American actress (born 1971)

Nicki Micheaux is an American actress, known for her role as Jennifer 'Jenn' Sutton in the ABC Family drama series Lincoln Heights (2007–2009), for which she received two NAACP Image Award for Outstanding Actress in a Drama Series nominations.

==Early life==
Micheaux was born in Detroit, Michigan, the daughter of a United States Army officer. She attended the University of Colorado Boulder where she enrolled in an acting class because she thought it would be easy. She found that, when acting, her endorphins would be "through the roof" and it would take her days to come down. Although CU Boulder did not stage many "black plays," she benefited from race-blind casting and, for example, was cast as a co-lead in Come Back to the 5 & Dime, Jimmy Dean, Jimmy Dean.

==Career==
Micheaux began her career appearing in supporting film roles and playing guest-starring parts on television shows include ER, Any Day Now and City of Angels. From 2001 to 2002, she had the recurring role on the Showtime drama series Soul Food. She later had the recurring roles on HBO drama Six Feet Under as Karla Charles and FX crime drama The Shield as Trish George. In film, Micheaux has appeared in Sweet Jane, Ringmaster (1998), The Trials of Cate McCall (2013) and The Pact 2 (2014). She also co-starred opposite Halle Berry in the 2005 television film Their Eyes Were Watching God.
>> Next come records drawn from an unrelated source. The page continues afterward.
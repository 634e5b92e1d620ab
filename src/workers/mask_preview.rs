//! # Interactive mask preview.
//!
//! Previews are requested on every pointer move while the user paints or clicks
//! on an image. Only the freshest request is worth computing, so the default
//! discipline is `LatestOnly`: a waiting request is silently replaced by a newer one.

use std::sync::Arc;

use crate::error::WorkError;
use crate::events::{CorrelationId, EventCode, Payload, Signal};
use crate::worker::{QueueDiscipline, Worker, WorkerKind};

/// A labelled prompt point in image coordinates.
#[derive(Debug, Clone, Copy, PartialEq, Eq)]
pub struct PromptPoint {
    pub x: u32,
    pub y: u32,
    /// `true` marks foreground, `false` background.
    pub foreground: bool,
}

#[derive(Debug, Clone, PartialEq)]
pub struct MaskRequest {
    pub id: CorrelationId,
    /// Source image the points refer to.
    pub image: Arc<[u8]>,
    pub width: u32,
    pub height: u32,
    pub points: Vec<PromptPoint>,
}

impl MaskRequest {
    pub fn new(image: Arc<[u8]>, width: u32, height: u32) -> Self {
        Self {
            id: CorrelationId::new(),
            image,
            width,
            height,
            points: Vec::new(),
        }
    }

    pub fn with_point(mut self, x: u32, y: u32, foreground: bool) -> Self {
        self.points.push(PromptPoint { x, y, foreground });
        self
    }
}

#[derive(Debug, Clone, PartialEq)]
pub struct MaskArtifact {
    pub id: CorrelationId,
    pub width: u32,
    pub height: u32,
    /// One byte per pixel, `0` or `255`.
    pub mask: Arc<[u8]>,
}

#[derive(Debug)]
pub struct MaskPreviewKind;

impl WorkerKind for MaskPreviewKind {
    type Request = MaskRequest;
    type Output = MaskArtifact;

    const NAME: &'static str = "mask_preview";
    const DISCIPLINE: QueueDiscipline = QueueDiscipline::LatestOnly;

    fn code(signal: Signal) -> EventCode {
        EventCode::MaskPreview(signal)
    }

    fn request(payload: &Payload) -> Option<MaskRequest> {
        match payload {
            Payload::MaskPreview(r) => Some(r.clone()),
            _ => None,
        }
    }

    fn correlation_id(request: &MaskRequest) -> CorrelationId {
        request.id
    }

    fn completed(output: MaskArtifact) -> Payload {
        Payload::MaskReady(output)
    }

    fn validate(request: &MaskRequest) -> Result<(), WorkError> {
        if request.width == 0 || request.height == 0 {
            return Err(WorkError::invalid("image has no pixels"));
        }
        if request.points.is_empty() {
            return Err(WorkError::invalid("no prompt points"));
        }
        if let Some(p) = request
            .points
            .iter()
            .find(|p| p.x >= request.width || p.y >= request.height)
        {
            return Err(WorkError::invalid(format!(
                "point ({}, {}) outside {}x{}",
                p.x, p.y, request.width, request.height
            )));
        }
        Ok(())
    }
}

/// Mask preview worker.
pub type MaskPreviewWorker = Worker<MaskPreviewKind>;

#[cfg(test)]
mod tests {
    use super::*;

    fn blank() -> Arc<[u8]> {
        Arc::from(vec![0u8; 16])
    }

    #[test]
    fn test_validate_points() {
        let ok = MaskRequest::new(blank(), 4, 4).with_point(3, 3, true);
        assert!(MaskPreviewKind::validate(&ok).is_ok());

        let none = MaskRequest::new(blank(), 4, 4);
        assert_eq!(
            MaskPreviewKind::validate(&none),
            Err(WorkError::invalid("no prompt points"))
        );

        let outside = MaskRequest::new(blank(), 4, 4).with_point(4, 0, false);
        assert!(MaskPreviewKind::validate(&outside).is_err());
    }
}
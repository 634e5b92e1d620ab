//! # Worker mailbox: one arrival-ordered queue of control and work items.
//!
//! ```text
//! push_control(Load/Unload) ──┐
//!                             ├──► [queue: arrival order] ──► pop(): front first
//! push_work(request) ─────────┘
//!     LatestOnly: the waiting request (if any) is removed before appending
//! ```
//!
//! Control commands are never replaced: a `LatestOnly` preview request must not
//! discard the model load it depends on. Work never overtakes an earlier
//! `Unload`, and an `Unload` never overtakes earlier work.

use std::collections::VecDeque;

use super::discipline::QueueDiscipline;
use crate::events::ModelConfig;

/// Model lifecycle command.
#[derive(Debug, Clone)]
pub(crate) enum Control {
    Load(ModelConfig),
    Unload,
}

/// One dequeued unit.
#[derive(Debug)]
pub(crate) enum Job<R> {
    Control(Control),
    Work(R),
}

pub(crate) struct Mailbox<R> {
    discipline: QueueDiscipline,
    queue: VecDeque<Job<R>>,
}

impl<R> Mailbox<R> {
    pub fn new(discipline: QueueDiscipline) -> Self {
        Self {
            discipline,
            queue: VecDeque::new(),
        }
    }

    pub fn push_control(&mut self, control: Control) {
        self.queue.push_back(Job::Control(control));
    }

    /// Queues a work request; returns the request it replaced under `LatestOnly`.
    pub fn push_work(&mut self, request: R) -> Option<R> {
        let replaced = match self.discipline {
            QueueDiscipline::LatestOnly => self
                .queue
                .iter()
                .position(|job| matches!(job, Job::Work(_)))
                .and_then(|at| self.queue.remove(at))
                .and_then(|job| match job {
                    Job::Work(old) => Some(old),
                    Job::Control(_) => None,
                }),
            QueueDiscipline::Fifo | QueueDiscipline::Direct => None,
        };
        self.queue.push_back(Job::Work(request));
        replaced
    }

    pub fn pop(&mut self) -> Option<Job<R>> {
        self.queue.pop_front()
    }

    pub fn len(&self) -> usize {
        self.queue.len()
    }

    /// Drops everything still waiting; returns how many items were dropped.
    pub fn clear(&mut self) -> usize {
        let n = self.len();
        self.queue.clear();
        n
    }
}
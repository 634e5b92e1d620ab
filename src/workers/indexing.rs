//! # Document indexing for retrieval.
//!
//! Collaborators chunk and embed each document; they should check the token
//! between documents.

use std::path::PathBuf;

use crate::error::WorkError;
use crate::events::{CorrelationId, EventCode, Payload, Signal};
use crate::worker::{QueueDiscipline, Worker, WorkerKind};

/// Documents to add to a collection.
#[derive(Debug, Clone, PartialEq)]
pub struct IndexRequest {
    pub id: CorrelationId,
    pub collection: String,
    pub documents: Vec<PathBuf>,
}

impl IndexRequest {
    pub fn new(collection: impl Into<String>) -> Self {
        Self {
            id: CorrelationId::new(),
            collection: collection.into(),
            documents: Vec::new(),
        }
    }

    pub fn with_document(mut self, path: impl Into<PathBuf>) -> Self {
        self.documents.push(path.into());
        self
    }
}

#[derive(Debug, Clone, PartialEq, Eq)]
pub struct IndexSummary {
    pub id: CorrelationId,
    pub collection: String,
    pub documents: usize,
    pub chunks: usize,
}

#[derive(Debug)]
pub struct IndexingKind;

impl WorkerKind for IndexingKind {
    type Request = IndexRequest;
    type Output = IndexSummary;

    const NAME: &'static str = "indexing";
    const DISCIPLINE: QueueDiscipline = QueueDiscipline::Fifo;

    fn code(signal: Signal) -> EventCode {
        EventCode::Indexing(signal)
    }

    fn request(payload: &Payload) -> Option<IndexRequest> {
        match payload {
            Payload::Indexing(r) => Some(r.clone()),
            _ => None,
        }
    }

    fn correlation_id(request: &IndexRequest) -> CorrelationId {
        request.id
    }

    fn completed(output: IndexSummary) -> Payload {
        Payload::Indexed(output)
    }

    fn validate(request: &IndexRequest) -> Result<(), WorkError> {
        if request.collection.trim().is_empty() {
            return Err(WorkError::invalid("collection name is empty"));
        }
        if request.documents.is_empty() {
            return Err(WorkError::invalid("no documents"));
        }
        Ok(())
    }
}

/// Document indexing worker.
pub type IndexingWorker = Worker<IndexingKind>;
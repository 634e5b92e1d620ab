//! # workbus
//!
//! **Workbus** is the concurrency backbone for applications that drive heavy,
//! long-running operations (image synthesis, text generation, speech, indexing)
//! from a single-threaded control surface.
//!
//! Callers never block on the work itself: they emit a request on the
//! [`Mediator`], a [`Worker`] queues it on its own thread, and the result comes
//! back later as another event.
//!
//! ## Architecture
//! ### Overview
//! ```text
//!   caller (UI, API, tests)
//!        │ emit(code, payload)                       ▲ handlers(result events)
//!        ▼                                           │
//! ┌───────────────────────────────────────────────────────────────────┐
//! │  Mediator                                                         │
//! │  - BTreeMap<EventCode, Vec<HandlerRef>> behind a RwLock           │
//! │  - snapshot → invoke in registration order → catch panics         │
//! │  - Tap (broadcast) for async observers                            │
//! └──────┬──────────────────┬──────────────────┬───────────────▲──────┘
//!        ▼                  ▼                  ▼               │
//!  ┌─────────────┐   ┌─────────────┐   ┌─────────────┐         │
//!  │ Worker<Gen> │   │ Worker<Img> │   │ Worker<Tok> │         │
//!  │ Fifo        │   │ Fifo        │   │ Direct      │         │
//!  │ thread      │   │ thread      │   │ (inline)    │         │
//!  └─────┬───────┘   └─────┬───────┘   └─────┬───────┘         │
//!        ▼                 ▼                 ▼                 │
//!   Collaborator      Collaborator      Collaborator           │
//!   (load/run/unload, polled CancellationToken)                │
//!        └─────────── *Completed / *Failed / *Cancelled ───────┘
//! ```
//!
//! ### Lifecycle
//! ```text
//! WorkerSupervisor::builder(cfg).with_*(collaborator).build()
//!   └─► initialize(): construct once ─► wire() ─► start()
//!
//! worker thread loop {
//!   ├─► next job in arrival order (LatestOnly keeps one waiting request)
//!   ├─► Running, fresh child CancellationToken
//!   ├─► Collaborator::run(request, token)   (panics caught)
//!   ├─► Idle
//!   └─► emit K(Completed | Failed | Cancelled)
//! }
//!
//! shutdown(): emit ShutdownRequested ─► stop(remaining grace) each
//!             ─► AllStoppedWithin | GraceExceeded
//! ```
//!
//! ## Features
//! | Area              | Description                                                   | Key types / traits                         |
//! |-------------------|---------------------------------------------------------------|--------------------------------------------|
//! | **Bus**           | Register handlers, emit events, observe everything async.     | [`Mediator`], [`HandlerRef`], [`Event`]    |
//! | **Workers**       | One thread, one queue, one collaborator per family.           | [`Worker`], [`WorkerKind`], [`Collaborator`] |
//! | **Queueing**      | Direct, FIFO or latest-only request handling.                 | [`QueueDiscipline`]                        |
//! | **Supervision**   | Construct once, start, shut down within a grace period.       | [`WorkerSupervisor`]                       |
//! | **Errors**        | Typed errors for runtime, work, load and config.              | [`RuntimeError`], [`WorkError`], [`LoadError`] |
//! | **Configuration** | Explicit settings, optionally from TOML.                      | [`Config`]                                 |
//!
//! ## Logging
//! The crate logs through [`tracing`] and never installs a subscriber.
//!
//! ## Example
//! ```rust
//! use std::sync::mpsc;
//! use std::time::Duration;
//! use async_trait::async_trait;
//! use tokio_util::sync::CancellationToken;
//! use workbus::workers::generation::{FinishReason, GeneratedText, GenerationKind, GenerationRequest};
//! use workbus::{
//!     Collaborator, Config, Event, EventCode, HandlerRef, LoadError, ModelConfig, Payload,
//!     Signal, WorkError, WorkerSupervisor,
//! };
//!
//! struct Echo;
//!
//! #[async_trait]
//! impl Collaborator<GenerationKind> for Echo {
//!     async fn load(&mut self, _cfg: &ModelConfig) -> Result<(), LoadError> {
//!         Ok(())
//!     }
//!
//!     async fn run(
//!         &mut self,
//!         req: GenerationRequest,
//!         ctx: CancellationToken,
//!     ) -> Result<GeneratedText, WorkError> {
//!         if ctx.is_cancelled() {
//!             return Err(WorkError::Canceled);
//!         }
//!         Ok(GeneratedText { id: req.id, text: req.prompt, tokens: 1, finish: FinishReason::EndOfText })
//!     }
//!
//!     async fn unload(&mut self) {}
//! }
//!
//! let sup = WorkerSupervisor::builder(Config::default())
//!     .with_generation(Box::new(Echo))
//!     .build();
//! sup.initialize().unwrap();
//!
//! let bus = sup.mediator();
//! let (tx, rx) = mpsc::channel();
//! let tx = std::sync::Mutex::new(tx);
//! bus.register(
//!     EventCode::Generation(Signal::Completed),
//!     HandlerRef::func(move |ev: &Event| {
//!         if let Payload::Generated(out) = ev.payload() {
//!             let _ = tx.lock().unwrap().send(out.text.clone());
//!         }
//!     }),
//! );
//!
//! bus.emit(EventCode::Generation(Signal::LoadRequested), Payload::Load(ModelConfig::new("echo", "/dev/null")));
//! bus.emit(EventCode::Generation(Signal::Requested), Payload::Generation(GenerationRequest::new("hi")));
//!
//! assert_eq!(rx.recv_timeout(Duration::from_secs(5)).unwrap(), "hi");
//! sup.shutdown().unwrap();
//! ```

mod config;
mod error;
mod events;
mod mediator;
mod supervisor;
mod worker;

pub mod workers;

// ---- Public re-exports ----

pub use config::Config;
pub use error::{ConfigError, LoadError, RuntimeError, WorkError};
pub use events::{
    Cancellation, CorrelationId, Event, EventCode, HandlerPanic, LoadFailure, ModelConfig,
    ModelInfo, Payload, Signal, WorkFailure,
};
pub use mediator::{HandlerId, HandlerRef, Mediator, RegistrationHandle};
pub use supervisor::{WorkerSupervisor, WorkerSupervisorBuilder};
pub use worker::{Collaborator, ManagedWorker, QueueDiscipline, Worker, WorkerKind, WorkerState};
pub use workers::{
    GenerationWorker, ImageWorker, IndexingWorker, MaskPreviewWorker, RecognitionWorker,
    SynthesisWorker, TokenCountWorker,
};
//! Versioned configuration sections.
//!
//! Every section follows the same pattern: a typed record with a static
//! [`RecordSchema`](crate::schema::RecordSchema), one `from_<version>` entry
//! point per historical schema version that still needs support, and a
//! `load` used by the document aggregator once the raw tree has been
//! normalized to the newest shape. Older versions normalize to the same
//! in-memory shape the newest version produces.

use serde_yaml::Mapping;
use snafu::Snafu;

use crate::{
    loader,
    schema::{self, RecordSchema},
    validate::{Report, Violations},
};

pub mod certs;
pub mod cluster;
pub mod dns;
pub mod install;
pub mod network;
pub mod nodegroup;
pub mod storage;

pub use certs::CertsConfig;
pub use cluster::ClusterConfig;
pub use dns::DnsConfig;
pub use install::InstallConfig;
pub use network::NetworkConfig;
pub use nodegroup::{MachineImage, ManagedNodegroup, NodegroupBase, UnmanagedNodegroup};
pub use storage::StorageConfig;

#[derive(Debug, Snafu)]
pub enum Error {
    #[snafu(transparent)]
    Load { source: loader::Error },

    #[snafu(transparent)]
    Validation { source: Violations },
}

/// Runs the standalone pipeline for one section: structural check first,
/// batched and fatal as a whole, then typed load with residual warnings.
///
/// Used by the per-version section entry points; the document aggregator
/// drives the same steps itself with a shared [`Report`].
pub(crate) fn load_standalone<T>(
    scope: &str,
    section_schema: &RecordSchema,
    raw: Mapping,
    report: Report,
    load: impl FnOnce(Mapping, &mut Report) -> Result<T, loader::Error>,
) -> Result<T, Error> {
    let mut report = report;
    schema::check_record(scope, section_schema, &raw, &mut report);
    let mut report = report.checkpoint()?;
    let section = load(raw, &mut report)?;
    report.finish()?;
    Ok(section)
}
From 2007 to 2009, Micheaux played Jennifer 'Jenn' Sutton in the ABC Family drama series Lincoln Heights. She received two NAACP Image Award for Outstanding Actress in a Drama Series nominations for her role on series. She also guest-starred on Brothers & Sisters, Castle and The Mentalist. In 2016, Micheaux was cast in a recurring role in the TNT drama series Animal Kingdom playing detective Sandra Yates. She later had a recurring role in Colony, S.W.A.T., Good Trouble, Shameless and In the Dark. She played the leading role in the 2017 comedy-thriller film, Lowlife receiving positive reviews from critics.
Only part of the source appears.